**Records to use:**
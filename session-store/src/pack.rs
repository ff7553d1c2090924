//! Graph-state packing: plain → pruned → compressed → minimal.
//!
//! Tier selection is purely a function of serialized size; the chosen tier is
//! self-describing inside the payload so `unpack_graph_state` needs no side
//! channel.

use base64::Engine as _;
use base64::engine::general_purpose::STANDARD as BASE64;
use flate2::Compression;
use flate2::read::GzDecoder;
use flate2::write::GzEncoder;
use serde_json::{Map, Value, json};
use std::io::{Read, Write};
use tracing::warn;

/// Packed payloads above this size degrade to the next tier.
pub const MAX_GRAPH_STATE_BYTES: usize = 5 * 1024 * 1024;

/// Transcript-ish keys dropped by the pruning tier.
const PRUNE_KEYS: [&str; 7] = [
    "messages",
    "raw_messages",
    "llm_messages",
    "tool_messages",
    "trace",
    "logs",
    "debug",
];

fn json_size(value: &Value) -> usize {
    serde_json::to_vec(value).map(|v| v.len()).unwrap_or(usize::MAX)
}

fn prune(state: &Map<String, Value>) -> Map<String, Value> {
    let mut pruned = state.clone();
    for key in PRUNE_KEYS {
        pruned.remove(key);
    }
    // The ReAct transcript is the usual size offender.
    pruned.remove("agent_messages");
    pruned
}

fn gzip_base64(raw: &[u8]) -> Option<String> {
    let mut encoder = GzEncoder::new(Vec::new(), Compression::default());
    encoder.write_all(raw).ok()?;
    let compressed = encoder.finish().ok()?;
    Some(BASE64.encode(compressed))
}

fn minimal_skeleton(state: &Map<String, Value>) -> Value {
    let field = |key: &str| state.get(key).cloned().unwrap_or(Value::Null);
    json!({
        "__compressed__": false,
        "__truncated__": true,
        "error": "graph_state too large",
        "task_id": state.get("task_id").cloned().unwrap_or(Value::String(String::new())),
        "current_clause_id": field("current_clause_id"),
        "current_clause_index": state.get("current_clause_index").cloned().unwrap_or(json!(0)),
        "is_complete": state.get("is_complete").cloned().unwrap_or(json!(false)),
        "review_checklist": state.get("review_checklist").cloned().unwrap_or(json!([])),
        "documents": state.get("documents").cloned().unwrap_or(json!([])),
        "pending_diffs": state.get("pending_diffs").cloned().unwrap_or(json!([])),
        "user_decisions": state.get("user_decisions").cloned().unwrap_or(json!({})),
    })
}

/// Packs a graph-state object for persistence.
pub fn pack_graph_state(graph_state: &Value) -> Value {
    let Some(state) = graph_state.as_object() else {
        return graph_state.clone();
    };

    if json_size(graph_state) <= MAX_GRAPH_STATE_BYTES {
        return graph_state.clone();
    }

    let pruned = prune(state);
    let pruned_value = Value::Object(pruned);
    let pruned_raw = serde_json::to_vec(&pruned_value).unwrap_or_default();
    if pruned_raw.len() <= MAX_GRAPH_STATE_BYTES {
        return pruned_value;
    }

    if let Some(payload) = gzip_base64(&pruned_raw) {
        let compressed = json!({
            "__compressed__": true,
            "encoding": "gzip+base64",
            "payload": payload,
        });
        if json_size(&compressed) <= MAX_GRAPH_STATE_BYTES {
            return compressed;
        }
    }

    minimal_skeleton(state)
}

/// Unpacks a persisted graph state. Compressed payloads are inflated;
/// truncated skeletons pass through unchanged (callers must tolerate the
/// missing fields); anything undecodable yields an empty object.
pub fn unpack_graph_state(graph_state: &Value) -> Value {
    let Some(obj) = graph_state.as_object() else {
        return json!({});
    };
    if !obj.get("__compressed__").and_then(Value::as_bool).unwrap_or(false) {
        return graph_state.clone();
    }
    if obj.get("encoding").and_then(Value::as_str) != Some("gzip+base64") {
        return json!({});
    }
    let Some(payload) = obj.get("payload").and_then(Value::as_str) else {
        return json!({});
    };

    let decoded = match BASE64.decode(payload) {
        Ok(bytes) => bytes,
        Err(err) => {
            warn!(%err, "failed to decode packed graph state");
            return json!({});
        }
    };
    let mut inflated = Vec::new();
    if let Err(err) = GzDecoder::new(decoded.as_slice()).read_to_end(&mut inflated) {
        warn!(%err, "failed to inflate packed graph state");
        return json!({});
    }
    match serde_json::from_slice::<Value>(&inflated) {
        Ok(Value::Object(map)) => Value::Object(map),
        Ok(_) | Err(_) => json!({}),
    }
}

#[cfg(test)]
mod tests {
    use super::*;
    use pretty_assertions::assert_eq;

    #[test]
    fn small_state_round_trips_unchanged() {
        let state = json!({"task_id": "t1", "current_clause_index": 3});
        let packed = pack_graph_state(&state);
        assert_eq!(packed, state);
        assert_eq!(unpack_graph_state(&packed), state);
    }

    #[test]
    fn compressed_payload_round_trips() {
        // Force the compression tier by hand-building the envelope.
        let state = json!({"task_id": "t1", "pending_diffs": [{"diff_id": "d1"}]});
        let raw = serde_json::to_vec(&state).unwrap();
        let envelope = json!({
            "__compressed__": true,
            "encoding": "gzip+base64",
            "payload": gzip_base64(&raw).unwrap(),
        });
        assert_eq!(unpack_graph_state(&envelope), state);
    }

    #[test]
    fn truncated_skeleton_passes_through() {
        let skeleton = minimal_skeleton(
            json!({"task_id": "t1", "user_decisions": {"d": "approve"}})
                .as_object()
                .unwrap(),
        );
        let unpacked = unpack_graph_state(&skeleton);
        assert_eq!(unpacked["__truncated__"], true);
        assert_eq!(unpacked["task_id"], "t1");
        assert_eq!(unpacked["user_decisions"]["d"], "approve");
    }

    #[test]
    fn unknown_encoding_degrades_to_empty() {
        let envelope = json!({"__compressed__": true, "encoding": "zstd", "payload": "xx"});
        assert_eq!(unpack_graph_state(&envelope), json!({}));
    }

    #[test]
    fn skeleton_preserves_resume_slots() {
        let state = json!({
            "task_id": "t1",
            "current_clause_id": "14.2",
            "current_clause_index": 2,
            "is_complete": false,
            "review_checklist": [{"clause_id": "14.2"}],
            "pending_diffs": [{"diff_id": "d1"}],
            "user_decisions": {"d1": "approve"},
            "agent_messages": ["x"],
        });
        let skeleton = minimal_skeleton(state.as_object().unwrap());
        for key in [
            "task_id",
            "current_clause_id",
            "current_clause_index",
            "is_complete",
            "review_checklist",
            "pending_diffs",
            "user_decisions",
        ] {
            assert_eq!(skeleton[key], state[key], "missing {key}");
        }
    }
}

**About this task:**
Output the material above exactly, but only from the line that carries "let mut encoder" through the line that carries "if let Some(payload)".

**Result below:**
    let mut encoder = GzEncoder::new(Vec::new(), Compression::default());
    encoder.write_all(raw).ok()?;
    let compressed = encoder.finish().ok()?;
    Some(BASE64.encode(compressed))
}

fn minimal_skeleton(state: &Map<String, Value>) -> Value {
    let field = |key: &str| state.get(key).cloned().unwrap_or(Value::Null);
    json!({
        "__compressed__": false,
        "__truncated__": true,
        "error": "graph_state too large",
        "task_id": state.get("task_id").cloned().unwrap_or(Value::String(String::new())),
        "current_clause_id": field("current_clause_id"),
        "current_clause_index": state.get("current_clause_index").cloned().unwrap_or(json!(0)),
        "is_complete": state.get("is_complete").cloned().unwrap_or(json!(false)),
        "review_checklist": state.get("review_checklist").cloned().unwrap_or(json!([])),
        "documents": state.get("documents").cloned().unwrap_or(json!([])),
        "pending_diffs": state.get("pending_diffs").cloned().unwrap_or(json!([])),
        "user_decisions": state.get("user_decisions").cloned().unwrap_or(json!({})),
    })
}

/// Packs a graph-state object for persistence.
pub fn pack_graph_state(graph_state: &Value) -> Value {
    let Some(state) = graph_state.as_object() else {
        return graph_state.clone();
    };

    if json_size(graph_state) <= MAX_GRAPH_STATE_BYTES {
        return graph_state.clone();
    }

    let pruned = prune(state);
    let pruned_value = Value::Object(pruned);
    let pruned_raw = serde_json::to_vec(&pruned_value).unwrap_or_default();
    if pruned_raw.len() <= MAX_GRAPH_STATE_BYTES {
        return pruned_value;
    }

    if let Some(payload) = gzip_base64(&pruned_raw) {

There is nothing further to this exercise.